=== Begin Enclosure ===

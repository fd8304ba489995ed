//! Reconstruction-error scoring and the verdict handed back to the analyst.

use std::fmt;
use std::sync::Arc;

use serde::{Deserialize, Serialize};
use tracing::{debug, info, warn};

use playwatch_core::ConfigError;

use crate::features::{FeatureVector, NormalizationStats, FEATURE_DIM};
use crate::reconstruction::{ReconstructionError, ReconstructionOracle};

#[derive(Debug, Clone, Copy, PartialEq, Eq, Serialize, Deserialize)]
#[serde(rename_all = "UPPERCASE")]
pub enum Classification {
    Normal,
    Anomaly,
}

impl fmt::Display for Classification {
    fn fmt(&self, f: &mut fmt::Formatter<'_>) -> fmt::Result {
        match self {
            Self::Normal => write!(f, "NORMAL"),
            Self::Anomaly => write!(f, "ANOMALY"),
        }
    }
}

/// Human-readable view of a feature vector.
#[derive(Debug, Clone, Copy, PartialEq, Serialize, Deserialize)]
pub struct MetricSummary {
    pub apm: f64,
    pub volume: f64,
    pub unique_players: f64,
    pub avg_price: f64,
}

impl From<&FeatureVector> for MetricSummary {
    fn from(v: &FeatureVector) -> Self {
        Self {
            apm: v.activity_rate(),
            volume: v.volume(),
            unique_players: v.distinct_actor_count(),
            avg_price: v.average_unit_price(),
        }
    }
}

/// Outcome of one scoring call. Not persisted.
#[derive(Debug, Clone, PartialEq, Serialize, Deserialize)]
pub struct AnomalyVerdict {
    pub player_metrics: MetricSummary,
    pub baseline_metrics: MetricSummary,
    #[serde(rename = "anomaly_score")]
    pub score: f64,
    pub threshold: f64,
    #[serde(rename = "verdict")]
    pub classification: Classification,
}

impl AnomalyVerdict {
    pub fn is_anomaly(&self) -> bool {
        self.classification == Classification::Anomaly
    }
}

#[derive(Debug, thiserror::Error)]
pub enum ScoreError {
    #[error("raw metrics must be finite, got {0}")]
    NonFiniteInput(FeatureVector),

    #[error("reconstruction failed: {0}")]
    Reconstruction(#[from] ReconstructionError),

    #[error("reconstruction has {actual} values, expected {expected}")]
    DimensionMismatch { expected: usize, actual: usize },

    #[error("reconstruction error is not a finite number: {0}")]
    NonFiniteScore(f64),
}

/// Mean squared error between a vector and its reconstruction.
pub fn reconstruction_error(normalized: &FeatureVector, reconstructed: &[f64]) -> f64 {
    normalized
        .iter()
        .zip(reconstructed)
        .map(|(a, b)| (a - b).powi(2))
        .sum::<f64>()
        / FEATURE_DIM as f64
}

/// Threshold as the `quantile` of training reconstruction errors, linearly
/// interpolated between closest ranks.
pub fn threshold_from_errors(errors: &[f64], quantile: f64) -> Result<f64, ConfigError> {
    if !(0.0..=1.0).contains(&quantile) {
        return Err(ConfigError::invalid(
            "quantile",
            format!("{quantile} is outside [0, 1]"),
        ));
    }
    if errors.is_empty() {
        return Err(ConfigError::invalid("errors", "no reconstruction errors given"));
    }
    if errors.iter().any(|e| !e.is_finite()) {
        return Err(ConfigError::invalid("errors", "reconstruction errors must be finite"));
    }

    let mut sorted = errors.to_vec();
    sorted.sort_by(f64::total_cmp);

    let pos = quantile * (sorted.len() - 1) as f64;
    let lo = pos.floor() as usize;
    let hi = pos.ceil() as usize;
    let frac = pos - lo as f64;
    Ok(sorted[lo] + (sorted[hi] - sorted[lo]) * frac)
}

/// Scores raw player metrics against a reconstruction oracle.
///
/// Shared read-only across conversations.
pub struct AnomalyScorer {
    stats: NormalizationStats,
    oracle: Arc<dyn ReconstructionOracle>,
    threshold: f64,
}

impl AnomalyScorer {
    pub fn new(
        stats: NormalizationStats,
        oracle: Arc<dyn ReconstructionOracle>,
        threshold: f64,
    ) -> Result<Self, ConfigError> {
        if !threshold.is_finite() || threshold < 0.0 {
            return Err(ConfigError::invalid(
                "SCORING_THRESHOLD",
                format!("{threshold} is not a finite non-negative number"),
            ));
        }
        Ok(Self {
            stats,
            oracle,
            threshold,
        })
    }

    pub fn threshold(&self) -> f64 {
        self.threshold
    }

    pub fn stats(&self) -> &NormalizationStats {
        &self.stats
    }

    /// Normalize, reconstruct once, and classify. `score > threshold` is an
    /// anomaly; equality is normal.
    pub async fn score(&self, raw: &FeatureVector) -> Result<AnomalyVerdict, ScoreError> {
        if !raw.is_finite() {
            return Err(ScoreError::NonFiniteInput(*raw));
        }

        let normalized = self.stats.normalize(raw);
        let reconstructed = self.oracle.infer(&normalized).await?;
        if reconstructed.len() != FEATURE_DIM {
            return Err(ScoreError::DimensionMismatch {
                expected: FEATURE_DIM,
                actual: reconstructed.len(),
            });
        }

        let score = reconstruction_error(&normalized, &reconstructed);
        if !score.is_finite() {
            warn!(raw = %raw, score, "reconstruction error overflowed");
            return Err(ScoreError::NonFiniteScore(score));
        }
        let classification = if score > self.threshold {
            Classification::Anomaly
        } else {
            Classification::Normal
        };

        debug!(raw = %raw, normalized = %normalized, score, "scored player");
        if classification == Classification::Anomaly {
            info!(score, threshold = self.threshold, "anomalous behavior detected");
        }

        Ok(AnomalyVerdict {
            player_metrics: MetricSummary::from(raw),
            baseline_metrics: MetricSummary::from(&self.stats.mean()),
            score,
            threshold: self.threshold,
            classification,
        })
    }
}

=== End Enclosure ===

- **TASK DESCRIPTION**: Would you transcribe the whole listing, keeping every character the same?

- **RESPONSE TO THE EXERCISE**:
repository fd8304ba489995ed
//! Reconstruction-error scoring and the verdict handed back to the analyst.

use std::fmt;
use std::sync::Arc;

use serde::{Deserialize, Serialize};
use tracing::{debug, info, warn};

use playwatch_core::ConfigError;

use crate::features::{FeatureVector, NormalizationStats, FEATURE_DIM};
use crate::reconstruction::{ReconstructionError, ReconstructionOracle};

#[derive(Debug, Clone, Copy, PartialEq, Eq, Serialize, Deserialize)]
#[serde(rename_all = "UPPERCASE")]
pub enum Classification {
    Normal,
    Anomaly,
}

impl fmt::Display for Classification {
    fn fmt(&self, f: &mut fmt::Formatter<'_>) -> fmt::Result {
        match self {
            Self::Normal => write!(f, "NORMAL"),
            Self::Anomaly => write!(f, "ANOMALY"),
        }
    }
}

/// Human-readable view of a feature vector.
#[derive(Debug, Clone, Copy, PartialEq, Serialize, Deserialize)]
pub struct MetricSummary {
    pub apm: f64,
    pub volume: f64,
    pub unique_players: f64,
    pub avg_price: f64,
}

impl From<&FeatureVector> for MetricSummary {
    fn from(v: &FeatureVector) -> Self {
        Self {
            apm: v.activity_rate(),
            volume: v.volume(),
            unique_players: v.distinct_actor_count(),
            avg_price: v.average_unit_price(),
        }
    }
}

/// Outcome of one scoring call. Not persisted.
#[derive(Debug, Clone, PartialEq, Serialize, Deserialize)]
pub struct AnomalyVerdict {
    pub player_metrics: MetricSummary,
    pub baseline_metrics: MetricSummary,
    #[serde(rename = "anomaly_score")]
    pub score: f64,
    pub threshold: f64,
    #[serde(rename = "verdict")]
    pub classification: Classification,
}

impl AnomalyVerdict {
    pub fn is_anomaly(&self) -> bool {
        self.classification == Classification::Anomaly
    }
}

#[derive(Debug, thiserror::Error)]
pub enum ScoreError {
    #[error("raw metrics must be finite, got {0}")]
    NonFiniteInput(FeatureVector),

    #[error("reconstruction failed: {0}")]
    Reconstruction(#[from] ReconstructionError),

    #[error("reconstruction has {actual} values, expected {expected}")]
    DimensionMismatch { expected: usize, actual: usize },

    #[error("reconstruction error is not a finite number: {0}")]
    NonFiniteScore(f64),
}

/// Mean squared error between a vector and its reconstruction.
pub fn reconstruction_error(normalized: &FeatureVector, reconstructed: &[f64]) -> f64 {
    normalized
        .iter()
        .zip(reconstructed)
        .map(|(a, b)| (a - b).powi(2))
        .sum::<f64>()
        / FEATURE_DIM as f64
}

/// Threshold as the `quantile` of training reconstruction errors, linearly
/// interpolated between closest ranks.
pub fn threshold_from_errors(errors: &[f64], quantile: f64) -> Result<f64, ConfigError> {
    if !(0.0..=1.0).contains(&quantile) {
        return Err(ConfigError::invalid(
            "quantile",
            format!("{quantile} is outside [0, 1]"),
        ));
    }
    if errors.is_empty() {
        return Err(ConfigError::invalid("errors", "no reconstruction errors given"));
    }
    if errors.iter().any(|e| !e.is_finite()) {
        return Err(ConfigError::invalid("errors", "reconstruction errors must be finite"));
    }

    let mut sorted = errors.to_vec();
    sorted.sort_by(f64::total_cmp);

    let pos = quantile * (sorted.len() - 1) as f64;
    let lo = pos.floor() as usize;
    let hi = pos.ceil() as usize;
    let frac = pos - lo as f64;
    Ok(sorted[lo] + (sorted[hi] - sorted[lo]) * frac)
}

/// Scores raw player metrics against a reconstruction oracle.
///
/// Shared read-only across conversations.
pub struct AnomalyScorer {
    stats: NormalizationStats,
    oracle: Arc<dyn ReconstructionOracle>,
    threshold: f64,
}

impl AnomalyScorer {
    pub fn new(
        stats: NormalizationStats,
        oracle: Arc<dyn ReconstructionOracle>,
        threshold: f64,
    ) -> Result<Self, ConfigError> {
        if !threshold.is_finite() || threshold < 0.0 {
            return Err(ConfigError::invalid(
                "SCORING_THRESHOLD",
                format!("{threshold} is not a finite non-negative number"),
            ));
        }
        Ok(Self {
            stats,
            oracle,
            threshold,
        })
    }

    pub fn threshold(&self) -> f64 {
        self.threshold
    }

    pub fn stats(&self) -> &NormalizationStats {
        &self.stats
    }

    /// Normalize, reconstruct once, and classify. `score > threshold` is an
    /// anomaly; equality is normal.
    pub async fn score(&self, raw: &FeatureVector) -> Result<AnomalyVerdict, ScoreError> {
        if !raw.is_finite() {
            return Err(ScoreError::NonFiniteInput(*raw));
        }

        let normalized = self.stats.normalize(raw);
        let reconstructed = self.oracle.infer(&normalized).await?;
        if reconstructed.len() != FEATURE_DIM {
            return Err(ScoreError::DimensionMismatch {
                expected: FEATURE_DIM,
                actual: reconstructed.len(),
            });
        }

        let score = reconstruction_error(&normalized, &reconstructed);
        if !score.is_finite() {
            warn!(raw = %raw, score, "reconstruction error overflowed");
            return Err(ScoreError::NonFiniteScore(score));
        }
        let classification = if score > self.threshold {
            Classification::Anomaly
        } else {
            Classification::Normal
        };

        debug!(raw = %raw, normalized = %normalized, score, "scored player");
        if classification == Classification::Anomaly {
            info!(score, threshold = self.threshold, "anomalous behavior detected");
        }

        Ok(AnomalyVerdict {
            player_metrics: MetricSummary::from(raw),
            baseline_metrics: MetricSummary::from(&self.stats.mean()),
            score,
            threshold: self.threshold,
            classification,
        })
    }
}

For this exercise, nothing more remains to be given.